_Task inputs:_
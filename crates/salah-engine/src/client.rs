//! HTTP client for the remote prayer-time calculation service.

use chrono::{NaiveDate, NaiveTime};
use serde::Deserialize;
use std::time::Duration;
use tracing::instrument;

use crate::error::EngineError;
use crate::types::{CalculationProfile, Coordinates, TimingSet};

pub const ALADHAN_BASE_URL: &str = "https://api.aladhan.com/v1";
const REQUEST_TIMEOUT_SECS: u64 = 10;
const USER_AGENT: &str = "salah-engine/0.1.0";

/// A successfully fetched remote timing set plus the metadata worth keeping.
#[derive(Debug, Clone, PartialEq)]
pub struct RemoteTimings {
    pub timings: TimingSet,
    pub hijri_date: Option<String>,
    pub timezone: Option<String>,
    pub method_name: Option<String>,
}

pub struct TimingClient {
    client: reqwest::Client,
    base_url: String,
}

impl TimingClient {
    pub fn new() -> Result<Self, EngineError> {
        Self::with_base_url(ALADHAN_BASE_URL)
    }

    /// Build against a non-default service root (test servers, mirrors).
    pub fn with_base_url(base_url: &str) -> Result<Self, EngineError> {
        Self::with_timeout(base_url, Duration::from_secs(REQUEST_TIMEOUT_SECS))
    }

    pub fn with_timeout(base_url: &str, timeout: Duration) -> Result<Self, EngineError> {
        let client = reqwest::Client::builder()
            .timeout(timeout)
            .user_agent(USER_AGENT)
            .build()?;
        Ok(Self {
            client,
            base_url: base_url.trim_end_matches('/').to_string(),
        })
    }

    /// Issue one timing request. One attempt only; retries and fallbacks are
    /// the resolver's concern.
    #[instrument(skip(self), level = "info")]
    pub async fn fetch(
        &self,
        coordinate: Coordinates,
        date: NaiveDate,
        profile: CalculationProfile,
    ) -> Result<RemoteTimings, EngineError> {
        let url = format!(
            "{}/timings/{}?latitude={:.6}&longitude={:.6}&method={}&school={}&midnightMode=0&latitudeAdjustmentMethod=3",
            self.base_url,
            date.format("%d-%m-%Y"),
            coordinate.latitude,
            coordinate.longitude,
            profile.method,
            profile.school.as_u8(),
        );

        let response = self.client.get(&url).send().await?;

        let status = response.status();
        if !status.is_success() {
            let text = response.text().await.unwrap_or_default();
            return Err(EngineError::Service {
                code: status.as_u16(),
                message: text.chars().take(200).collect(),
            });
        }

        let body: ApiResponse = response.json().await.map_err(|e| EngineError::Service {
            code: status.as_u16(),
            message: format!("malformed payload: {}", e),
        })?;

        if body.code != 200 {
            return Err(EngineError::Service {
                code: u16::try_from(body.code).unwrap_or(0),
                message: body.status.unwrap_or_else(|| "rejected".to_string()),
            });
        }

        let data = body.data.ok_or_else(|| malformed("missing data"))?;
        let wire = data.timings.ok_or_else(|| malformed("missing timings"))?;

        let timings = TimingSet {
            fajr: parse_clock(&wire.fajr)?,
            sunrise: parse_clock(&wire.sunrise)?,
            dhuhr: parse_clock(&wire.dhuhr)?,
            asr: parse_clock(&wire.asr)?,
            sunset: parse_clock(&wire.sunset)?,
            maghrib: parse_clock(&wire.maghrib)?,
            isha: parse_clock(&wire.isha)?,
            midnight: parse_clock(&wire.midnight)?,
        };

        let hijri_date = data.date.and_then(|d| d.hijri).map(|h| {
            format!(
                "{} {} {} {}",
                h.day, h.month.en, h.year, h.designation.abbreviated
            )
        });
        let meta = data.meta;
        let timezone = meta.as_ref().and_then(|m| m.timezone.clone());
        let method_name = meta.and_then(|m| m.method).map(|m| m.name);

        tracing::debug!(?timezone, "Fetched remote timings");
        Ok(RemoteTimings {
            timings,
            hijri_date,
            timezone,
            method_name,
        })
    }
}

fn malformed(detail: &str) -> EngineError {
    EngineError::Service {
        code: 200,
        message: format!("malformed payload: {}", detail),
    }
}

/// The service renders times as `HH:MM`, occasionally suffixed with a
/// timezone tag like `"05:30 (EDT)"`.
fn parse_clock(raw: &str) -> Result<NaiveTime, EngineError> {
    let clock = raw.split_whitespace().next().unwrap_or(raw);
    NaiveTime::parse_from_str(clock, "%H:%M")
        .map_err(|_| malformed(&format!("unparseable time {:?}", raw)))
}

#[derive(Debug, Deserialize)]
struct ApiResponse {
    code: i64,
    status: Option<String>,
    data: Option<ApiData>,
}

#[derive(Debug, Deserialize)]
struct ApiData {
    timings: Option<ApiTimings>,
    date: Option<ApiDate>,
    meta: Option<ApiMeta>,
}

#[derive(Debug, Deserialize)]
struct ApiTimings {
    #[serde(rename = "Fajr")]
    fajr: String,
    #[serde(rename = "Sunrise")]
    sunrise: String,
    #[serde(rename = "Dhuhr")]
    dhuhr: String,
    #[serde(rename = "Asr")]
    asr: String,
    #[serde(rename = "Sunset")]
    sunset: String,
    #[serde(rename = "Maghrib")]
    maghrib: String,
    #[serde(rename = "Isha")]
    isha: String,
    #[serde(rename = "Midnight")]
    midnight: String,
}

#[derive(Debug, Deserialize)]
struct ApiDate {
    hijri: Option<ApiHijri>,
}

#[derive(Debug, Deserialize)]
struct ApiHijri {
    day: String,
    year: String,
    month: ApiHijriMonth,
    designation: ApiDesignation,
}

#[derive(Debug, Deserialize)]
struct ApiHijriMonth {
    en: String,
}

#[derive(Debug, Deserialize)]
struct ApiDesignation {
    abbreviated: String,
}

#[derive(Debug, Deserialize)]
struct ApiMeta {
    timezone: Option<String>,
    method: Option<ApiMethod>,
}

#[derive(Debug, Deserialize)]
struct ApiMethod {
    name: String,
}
...
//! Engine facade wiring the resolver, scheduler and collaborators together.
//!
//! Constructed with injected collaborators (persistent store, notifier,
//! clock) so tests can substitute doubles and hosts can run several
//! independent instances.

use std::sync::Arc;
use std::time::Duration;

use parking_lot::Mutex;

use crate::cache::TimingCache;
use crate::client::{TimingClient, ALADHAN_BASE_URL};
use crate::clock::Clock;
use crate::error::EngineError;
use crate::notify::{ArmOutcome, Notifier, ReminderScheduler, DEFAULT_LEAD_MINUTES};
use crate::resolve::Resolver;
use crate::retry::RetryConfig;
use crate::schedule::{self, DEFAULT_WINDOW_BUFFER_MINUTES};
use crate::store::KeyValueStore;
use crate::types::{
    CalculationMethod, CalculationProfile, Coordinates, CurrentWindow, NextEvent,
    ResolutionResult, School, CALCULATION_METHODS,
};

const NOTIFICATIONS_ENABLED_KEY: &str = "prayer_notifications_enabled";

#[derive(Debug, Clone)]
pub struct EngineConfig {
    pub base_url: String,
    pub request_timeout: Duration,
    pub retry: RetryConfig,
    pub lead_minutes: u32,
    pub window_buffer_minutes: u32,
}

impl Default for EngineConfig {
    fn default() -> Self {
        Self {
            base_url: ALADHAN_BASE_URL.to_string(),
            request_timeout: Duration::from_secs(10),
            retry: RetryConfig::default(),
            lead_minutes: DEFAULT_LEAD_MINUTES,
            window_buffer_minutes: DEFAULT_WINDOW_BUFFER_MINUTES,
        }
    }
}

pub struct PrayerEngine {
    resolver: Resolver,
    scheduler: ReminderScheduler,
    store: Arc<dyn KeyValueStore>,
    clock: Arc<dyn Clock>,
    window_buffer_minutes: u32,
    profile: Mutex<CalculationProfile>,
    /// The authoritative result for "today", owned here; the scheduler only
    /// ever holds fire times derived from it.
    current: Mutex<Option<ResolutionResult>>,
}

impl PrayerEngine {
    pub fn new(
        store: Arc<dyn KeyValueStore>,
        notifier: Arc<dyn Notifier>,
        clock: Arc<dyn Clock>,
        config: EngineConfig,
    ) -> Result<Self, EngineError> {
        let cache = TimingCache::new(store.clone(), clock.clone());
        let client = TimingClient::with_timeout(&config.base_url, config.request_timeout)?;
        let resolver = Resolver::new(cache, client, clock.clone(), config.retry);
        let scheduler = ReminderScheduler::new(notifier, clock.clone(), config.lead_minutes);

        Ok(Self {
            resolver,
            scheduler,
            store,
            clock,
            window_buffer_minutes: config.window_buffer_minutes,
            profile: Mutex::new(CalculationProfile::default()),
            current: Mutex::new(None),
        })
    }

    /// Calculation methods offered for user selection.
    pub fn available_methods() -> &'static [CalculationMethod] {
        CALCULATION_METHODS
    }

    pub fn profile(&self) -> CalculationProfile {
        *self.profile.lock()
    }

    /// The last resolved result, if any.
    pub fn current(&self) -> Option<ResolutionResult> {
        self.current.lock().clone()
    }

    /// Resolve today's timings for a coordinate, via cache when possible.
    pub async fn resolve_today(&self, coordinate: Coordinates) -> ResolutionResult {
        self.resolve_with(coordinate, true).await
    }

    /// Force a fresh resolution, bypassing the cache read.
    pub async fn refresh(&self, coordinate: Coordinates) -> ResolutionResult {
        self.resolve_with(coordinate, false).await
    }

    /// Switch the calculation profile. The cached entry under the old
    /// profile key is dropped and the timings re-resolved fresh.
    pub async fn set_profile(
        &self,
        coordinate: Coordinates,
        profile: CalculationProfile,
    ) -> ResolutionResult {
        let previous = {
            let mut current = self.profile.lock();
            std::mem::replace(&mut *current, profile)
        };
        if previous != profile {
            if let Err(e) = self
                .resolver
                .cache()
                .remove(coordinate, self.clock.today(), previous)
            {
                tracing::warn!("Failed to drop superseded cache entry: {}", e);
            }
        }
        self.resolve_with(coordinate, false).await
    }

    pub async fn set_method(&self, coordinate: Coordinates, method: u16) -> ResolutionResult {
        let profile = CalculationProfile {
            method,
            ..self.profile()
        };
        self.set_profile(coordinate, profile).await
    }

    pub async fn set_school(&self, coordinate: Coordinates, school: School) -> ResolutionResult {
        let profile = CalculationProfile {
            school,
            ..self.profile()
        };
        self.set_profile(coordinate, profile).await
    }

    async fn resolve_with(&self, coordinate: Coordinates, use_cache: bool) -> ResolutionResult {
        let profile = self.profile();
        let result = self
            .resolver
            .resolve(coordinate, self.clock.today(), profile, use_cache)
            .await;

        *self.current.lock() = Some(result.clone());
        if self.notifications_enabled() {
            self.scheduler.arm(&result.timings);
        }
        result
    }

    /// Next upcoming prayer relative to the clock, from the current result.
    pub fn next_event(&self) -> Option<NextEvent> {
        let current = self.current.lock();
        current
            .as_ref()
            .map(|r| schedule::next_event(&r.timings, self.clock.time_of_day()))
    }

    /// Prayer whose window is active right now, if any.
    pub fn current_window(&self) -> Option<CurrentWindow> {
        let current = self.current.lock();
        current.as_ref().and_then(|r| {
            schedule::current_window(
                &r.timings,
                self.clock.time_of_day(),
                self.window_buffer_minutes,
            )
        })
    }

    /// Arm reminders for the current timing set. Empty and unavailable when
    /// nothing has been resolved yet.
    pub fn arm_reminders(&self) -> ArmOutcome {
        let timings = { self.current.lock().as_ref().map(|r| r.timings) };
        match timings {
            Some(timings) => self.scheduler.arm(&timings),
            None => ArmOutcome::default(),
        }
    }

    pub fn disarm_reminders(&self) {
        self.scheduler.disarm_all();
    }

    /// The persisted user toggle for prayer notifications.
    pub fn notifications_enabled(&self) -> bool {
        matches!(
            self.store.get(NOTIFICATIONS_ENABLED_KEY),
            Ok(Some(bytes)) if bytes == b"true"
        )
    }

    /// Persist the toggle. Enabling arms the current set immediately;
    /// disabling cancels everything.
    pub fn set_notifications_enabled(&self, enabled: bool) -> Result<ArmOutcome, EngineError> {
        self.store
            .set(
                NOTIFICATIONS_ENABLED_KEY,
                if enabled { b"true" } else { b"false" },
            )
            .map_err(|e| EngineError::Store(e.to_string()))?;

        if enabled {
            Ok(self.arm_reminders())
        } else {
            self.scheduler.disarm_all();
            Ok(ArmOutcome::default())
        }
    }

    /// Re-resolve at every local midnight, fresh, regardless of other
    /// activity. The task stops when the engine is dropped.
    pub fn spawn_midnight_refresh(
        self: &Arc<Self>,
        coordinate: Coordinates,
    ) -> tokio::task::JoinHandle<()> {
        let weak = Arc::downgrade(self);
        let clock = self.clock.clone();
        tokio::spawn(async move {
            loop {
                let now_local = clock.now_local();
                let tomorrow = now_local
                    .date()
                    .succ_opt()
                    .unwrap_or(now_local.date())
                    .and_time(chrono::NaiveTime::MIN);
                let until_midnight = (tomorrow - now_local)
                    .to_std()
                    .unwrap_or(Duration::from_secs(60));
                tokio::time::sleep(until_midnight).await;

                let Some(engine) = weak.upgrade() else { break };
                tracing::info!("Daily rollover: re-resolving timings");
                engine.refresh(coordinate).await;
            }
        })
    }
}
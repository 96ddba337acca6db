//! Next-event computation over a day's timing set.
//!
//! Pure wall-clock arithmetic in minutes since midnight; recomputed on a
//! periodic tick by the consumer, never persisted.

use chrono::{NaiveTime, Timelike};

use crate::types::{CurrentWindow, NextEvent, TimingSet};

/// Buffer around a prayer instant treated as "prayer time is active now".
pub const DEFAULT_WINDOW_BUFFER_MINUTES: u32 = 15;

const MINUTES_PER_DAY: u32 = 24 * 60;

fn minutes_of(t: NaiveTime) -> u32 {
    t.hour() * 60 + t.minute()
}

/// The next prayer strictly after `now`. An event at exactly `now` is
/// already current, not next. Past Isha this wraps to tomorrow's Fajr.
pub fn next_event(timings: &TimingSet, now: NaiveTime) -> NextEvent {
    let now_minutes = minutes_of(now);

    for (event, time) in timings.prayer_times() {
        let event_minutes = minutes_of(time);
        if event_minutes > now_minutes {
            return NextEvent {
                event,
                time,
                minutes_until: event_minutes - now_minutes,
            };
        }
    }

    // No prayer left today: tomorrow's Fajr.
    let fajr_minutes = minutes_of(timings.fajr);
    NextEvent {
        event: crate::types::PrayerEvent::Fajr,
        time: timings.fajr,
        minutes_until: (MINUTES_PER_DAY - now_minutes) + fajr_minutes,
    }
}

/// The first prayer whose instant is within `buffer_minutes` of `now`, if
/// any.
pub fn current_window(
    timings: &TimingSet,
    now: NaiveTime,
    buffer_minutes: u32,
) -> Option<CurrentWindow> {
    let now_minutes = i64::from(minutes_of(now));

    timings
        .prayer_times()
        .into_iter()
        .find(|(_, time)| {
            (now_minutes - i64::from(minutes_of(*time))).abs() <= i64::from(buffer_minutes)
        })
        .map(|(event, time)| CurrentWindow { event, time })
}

_Exercise instructions:_
Search the entries for "types" and copy each matching line.

_Solution:_
use crate::types::{CalculationProfile, Coordinates, TimingSet};
use crate::types::{
use crate::types::{CurrentWindow, NextEvent, TimingSet};
        event: crate::types::PrayerEvent::Fajr,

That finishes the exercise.